Managing the misplaced

Approach to endometriosis

Bethany Jackson, Deanna E Telner
PMCID: PMC1783710  PMID: 17279199

Abstract

OBJECTIVE

To review the presentation of endometriosis, steps to diagnosis, and medical and surgical management options.

SOURCES OF INFORMATION

MEDLINE was searched from January 1996 to November 2004, EMBASE from January 1996 to January 2005, and the Cochrane Database of Systematic Reviews for the 4th quarter of 2004.

MAIN MESSAGE

Endometriosis is a common, progressive disease with an estimated prevalence of 10%. It can cause dyspareunia, dysmenorrhea, low back pain, and infertility. It can be diagnosed on clinical grounds and treated without laparoscopy provided pregnancy is not desired. First- and second-line medical treatments are nonsteroidal anti-inflammatory drugs, combined oral contraceptive pills, progestins, gonadotropin-releasing hormone agonists, and androgens. Surgical options should be considered when these medications are ineffective or if pregnancy is desired.

CONCLUSION

Family physicians have an important role in diagnosing and treating women with endometriosis.


EDITOR’S KEY POINTS.

  • Endometriosis affects about 10% of women, although many do not have any of the symptoms of dysmenorrhea, dyspareunia, low back pain, or infertility.

  • Diagnosis is usually based on history, as results of physical examination are often negative. Ultrasound scans (especially transvaginal) might be helpful, but laparoscopy is the definitive investigation.

  • If pregnancy is not desired, medical treatment is indicated and can be started without laparoscopic confirmation.
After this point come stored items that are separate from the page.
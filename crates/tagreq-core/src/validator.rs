// SPDX-License-Identifier: Apache-2.0
// © James Ross Ω FLYING•ROBOTS <https://github.com/flyingrobots>
//! Requirement validator.
//!
//! Walks the structural closure of a flagged method: every parameter and the
//! return type are expanded into the fields of their declared types, and
//! those fields recursively into theirs. Fields reached this way (depth ≥ 1)
//! must carry one of the required tags. Direct method parameters (depth 0)
//! are expanded but never tag-checked themselves.
//!
//! # Leaves
//!
//! A type token is not expanded when it is primitive, trusted
//! ([`is_trusted_type`]), ignored, already visited in the current traversal,
//! unresolvable, or an enum.
//!
//! # Traversal state
//!
//! Each method gets a fresh [`TraversalState`]. Its parameters and return type
//! share it, so a type expanded for one parameter is a leaf for the next.

use std::collections::BTreeSet;

use tagreq_model::{is_primitive_type, Modifier, SymbolId, SymbolKind, SymbolModel};
use tracing::{debug, instrument, trace};

use crate::generics::type_tokens;
use crate::requirement::{is_trusted_type, RequirementSpec};

/// One symbol that lacks every required tag.
#[derive(Debug, Clone, PartialEq, Eq)]
pub struct Violation {
    /// The offending field (or parameter).
    pub symbol: SymbolId,
    /// The flagged method whose closure reached `symbol`.
    pub enclosing_method: SymbolId,
    /// Depth at which `symbol` was reached (always ≥ 1).
    pub depth: usize,
    /// Tags of which at least one was required, in declaration order.
    pub required: Vec<String>,
}

/// Per-method cycle guard.
#[derive(Debug, Default)]
pub struct TraversalState {
    visited: BTreeSet<String>,
}

impl TraversalState {
    /// Fresh state with nothing visited.
    pub fn new() -> Self {
        Self::default()
    }

    /// Marks `type_name` visited. Returns `false` if it already was.
    pub fn visit(&mut self, type_name: &str) -> bool {
        if self.is_visited(type_name) {
            return false;
        }
        self.visited.insert(type_name.to_owned())
    }

    /// True if `type_name` has been expanded in this traversal.
    pub fn is_visited(&self, type_name: &str) -> bool {
        self.visited.contains(type_name)
    }
}

/// Validates flagged roots against a [`RequirementSpec`].
pub struct Validator<'m, M: SymbolModel + ?Sized> {
    model: &'m M,
}

impl<'m, M: SymbolModel + ?Sized> Validator<'m, M> {
    /// Creates a validator reading from `model`.
    pub fn new(model: &'m M) -> Self {
        Self { model }
    }

    /// Validates a flagged class or method.
    ///
    /// A class root validates each of its methods independently, exactly as
    /// if every method had been flagged. Other kinds produce nothing.
    #[instrument(level = "debug", skip(self, spec), fields(trigger = spec.trigger()))]
    pub fn validate_root(&self, root: SymbolId, spec: &RequirementSpec) -> Vec<Violation> {
        let mut out = Vec::new();
        match self.model.kind(root) {
            SymbolKind::Class => {
                for &member in self.model.members(root) {
                    if self.model.kind(member) == SymbolKind::Method {
                        self.validate_method(member, spec, &mut out);
                    }
                }
            }
            SymbolKind::Method => self.validate_method(root, spec, &mut out),
            kind => trace!(?kind, "root is neither class nor method; skipped"),
        }
        debug!(violations = out.len(), "root validated");
        out
    }

    /// Validates one method with a fresh [`TraversalState`].
    pub fn validate_method(
        &self,
        method: SymbolId,
        spec: &RequirementSpec,
        out: &mut Vec<Violation>,
    ) {
        let mut state = TraversalState::new();
        for &param in self.model.parameters(method) {
            self.check_parameter(method, param, spec, 0, &mut state, out);
        }
        let return_type = self.model.type_name(method);
        self.expand_type(method, return_type, spec, 0, &mut state, out);
    }

    /// Checks one parameter or field reached at `depth`.
    ///
    /// Static, transient, and ignored symbols are skipped entirely. Otherwise
    /// the declared type is expanded first, then (at depth ≥ 1) the symbol's
    /// own tags are checked.
    pub fn check_parameter(
        &self,
        method: SymbolId,
        symbol: SymbolId,
        spec: &RequirementSpec,
        depth: usize,
        state: &mut TraversalState,
        out: &mut Vec<Violation>,
    ) {
        let modifiers = self.model.modifiers(symbol);
        if modifiers.contains(&Modifier::Static) || modifiers.contains(&Modifier::Transient) {
            trace!(symbol = self.model.simple_name(symbol), "static/transient; skipped");
            return;
        }
        let name = self.model.simple_name(symbol);
        if spec.ignores(name) {
            trace!(symbol = name, "ignored by name");
            return;
        }

        if !self.model.is_primitive(symbol) {
            let type_name = self.model.type_name(symbol);
            self.expand_type(method, type_name, spec, depth, state, out);
        }

        if depth > 0 && !spec.is_satisfied_by(self.model.attached_tags(symbol)) {
            debug!(symbol = name, depth, "missing required tag");
            out.push(Violation {
                symbol,
                enclosing_method: method,
                depth,
                required: spec.required().to_vec(),
            });
        }
    }

    /// Expands every type token of `signature` into its fields at `depth + 1`.
    pub fn expand_type(
        &self,
        method: SymbolId,
        signature: &str,
        spec: &RequirementSpec,
        depth: usize,
        state: &mut TraversalState,
        out: &mut Vec<Violation>,
    ) {
        for token in type_tokens(signature) {
            if is_primitive_type(token) || is_trusted_type(token) || spec.ignores(token) {
                continue;
            }
            if !state.visit(token) {
                trace!(token, "already visited");
                continue;
            }
            let Some(ty) = self.model.resolve_type(token) else {
                trace!(token, "unresolvable type; skipped");
                continue;
            };
            if self.model.kind(ty) != SymbolKind::Class {
                continue;
            }
            debug!(token, depth = depth + 1, "expanding");
            for &member in self.model.members(ty) {
                if self.model.kind(member) == SymbolKind::Field {
                    self.check_parameter(method, member, spec, depth + 1, state, out);
                }
            }
        }
    }
}
// SPDX-License-Identifier: Apache-2.0
// © James Ross Ω FLYING•ROBOTS <https://github.com/flyingrobots>
//! Type-name tokenizer for generic signatures.
//!
//! Declared types arrive as host-rendered strings such as
//! `java.util.Map<shop.Sku, java.util.List<shop.Item>>`. The validator treats
//! every embedded dotted identifier as an independent type reference, so this
//! module splits a signature into those identifiers and nothing more. It is
//! not a type parser: nesting, bounds, and arity are discarded.

use once_cell::sync::Lazy;
use regex::Regex;

/// Wildcard bound keywords that can appear inside a rendered signature.
const BOUND_KEYWORDS: &[&str] = &["extends", "super"];

/// A dotted identifier, optionally introduced by `@` (a type-use annotation).
#[allow(clippy::expect_used)]
static TOKEN: Lazy<Regex> =
    Lazy::new(|| Regex::new(r"@?[A-Za-z0-9_.]+").expect("token pattern compiles"));

/// Splits a rendered type signature into its dotted identifier tokens.
///
/// Tokens are returned in order of appearance. Type-use annotations
/// (`@a.B`), wildcard bound keywords, and vararg/array punctuation are
/// dropped.
pub fn type_tokens(signature: &str) -> Vec<&str> {
    TOKEN
        .find_iter(signature)
        .filter_map(|m| clean_token(m.as_str()))
        .collect()
}

fn clean_token(raw: &str) -> Option<&str> {
    if raw.starts_with('@') {
        return None;
    }
    let token = raw.trim_matches('.');
    if token.is_empty() || BOUND_KEYWORDS.contains(&token) {
        return None;
    }
    Some(token)
}

#[cfg(test)]
mod tests {
    use super::*;
    use proptest::prelude::*;

    fn is_token_char(c: char) -> bool {
        c.is_ascii_alphanumeric() || c == '_' || c == '.'
    }

    #[test]
    fn plain_type_is_single_token() {
        assert_eq!(type_tokens("shop.Order"), ["shop.Order"]);
    }

    #[test]
    fn generic_arguments_are_split_out() {
        assert_eq!(
            type_tokens("java.util.Map<shop.Sku, java.util.List<shop.Item>>"),
            ["java.util.Map", "shop.Sku", "java.util.List", "shop.Item"]
        );
    }

    #[test]
    fn wildcards_and_bounds_are_dropped() {
        assert_eq!(
            type_tokens("java.util.List<? extends shop.Item>"),
            ["java.util.List", "shop.Item"]
        );
        assert_eq!(
            type_tokens("java.util.Comparator<? super shop.Item>"),
            ["java.util.Comparator", "shop.Item"]
        );
    }

    #[test]
    fn arrays_and_varargs_keep_element_type() {
        assert_eq!(type_tokens("shop.Item[]"), ["shop.Item"]);
        assert_eq!(type_tokens("shop.Item..."), ["shop.Item"]);
        assert_eq!(type_tokens("int[][]"), ["int"]);
    }

    #[test]
    fn type_use_annotations_are_not_types() {
        assert_eq!(
            type_tokens("java.util.List<@shop.NonNull shop.Item>"),
            ["java.util.List", "shop.Item"]
        );
    }

    #[test]
    fn stray_at_sign_does_not_swallow_next_type() {
        assert_eq!(type_tokens("@ shop.Item"), ["shop.Item"]);
    }

    #[test]
    fn empty_and_punctuation_only_inputs_yield_nothing() {
        assert!(type_tokens("").is_empty());
        assert!(type_tokens("<>, ?").is_empty());
    }

    #[test]
    fn nested_and_underscored_names_survive() {
        assert_eq!(
            type_tokens("shop.Outer.Inner_2<shop.v1.Sku>"),
            ["shop.Outer.Inner_2", "shop.v1.Sku"]
        );
    }

    proptest! {
        #[test]
        fn tokens_are_clean_substrings(signature in "[a-zA-Z0-9_.<>,? @\\[\\]]{0,64}") {
            for token in type_tokens(&signature) {
                prop_assert!(!token.is_empty());
                prop_assert!(token.chars().all(is_token_char));
                prop_assert!(!token.starts_with('.') && !token.ends_with('.'));
                prop_assert!(signature.contains(token));
            }
        }
    }
}
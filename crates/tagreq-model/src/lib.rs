// SPDX-License-Identifier: Apache-2.0
// © James Ross Ω FLYING•ROBOTS <https://github.com/flyingrobots>
//! Symbol model for tagreq.
//!
//! [`SymbolModel`] is the port the validator reads program structure through;
//! [`SymbolGraph`] is the adapter that serves it from a JSON symbol manifest.

pub mod graph;
pub mod symbol;

pub use graph::{ManifestError, SymbolGraph, SymbolManifest, MANIFEST_VERSION};
pub use symbol::{is_primitive_type, Modifier, SymbolId, SymbolKind, SymbolModel, PRIMITIVE_TYPES};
If pregnancy is desired, surgery is the only effective means of managing infertility.

  • First-line medical treatments include nonsteroidal anti-inflammatory drugs and low-dose combined oral contraceptives. Second-line drugs include progestins, androgens, and gonadotropin-releasing hormone agonists.

POINTS DE REPÈRE DU RÉDACTEUR.

  • L’endométriose affecte environ 10% des femmes, quoique plusieurs d’entre elles n’aient aucun symptôme de dysménorrhée, de dyspareunie, de douleurs lombaires ou d’infertilité.

  • L’historique suffit généralement pour poser le diagnostic, les résultats de l’examen physique étant souvent négatifs. L’ultrasonogramme (surtout transvaginal) peut être utile, mais la laparoscopie est l’examen définitif.

  • Si une grossesse n’est pas envisagée, le traitement par médication est indiqué et il peut être instauré sans confirmation laparoscopique. Si une grossesse est désirés, la chirurgie est la seule façon efficace de traiter l’infertilité.

  • Les traitements par médication de premier recours incluent les anti-inflammatoires non stéroïdiens et les contraceptifs oraux combinés. Le médicaments de seconde intention comprennent les progestatifs, les androgènes et les agonistes de la gonadolibérine.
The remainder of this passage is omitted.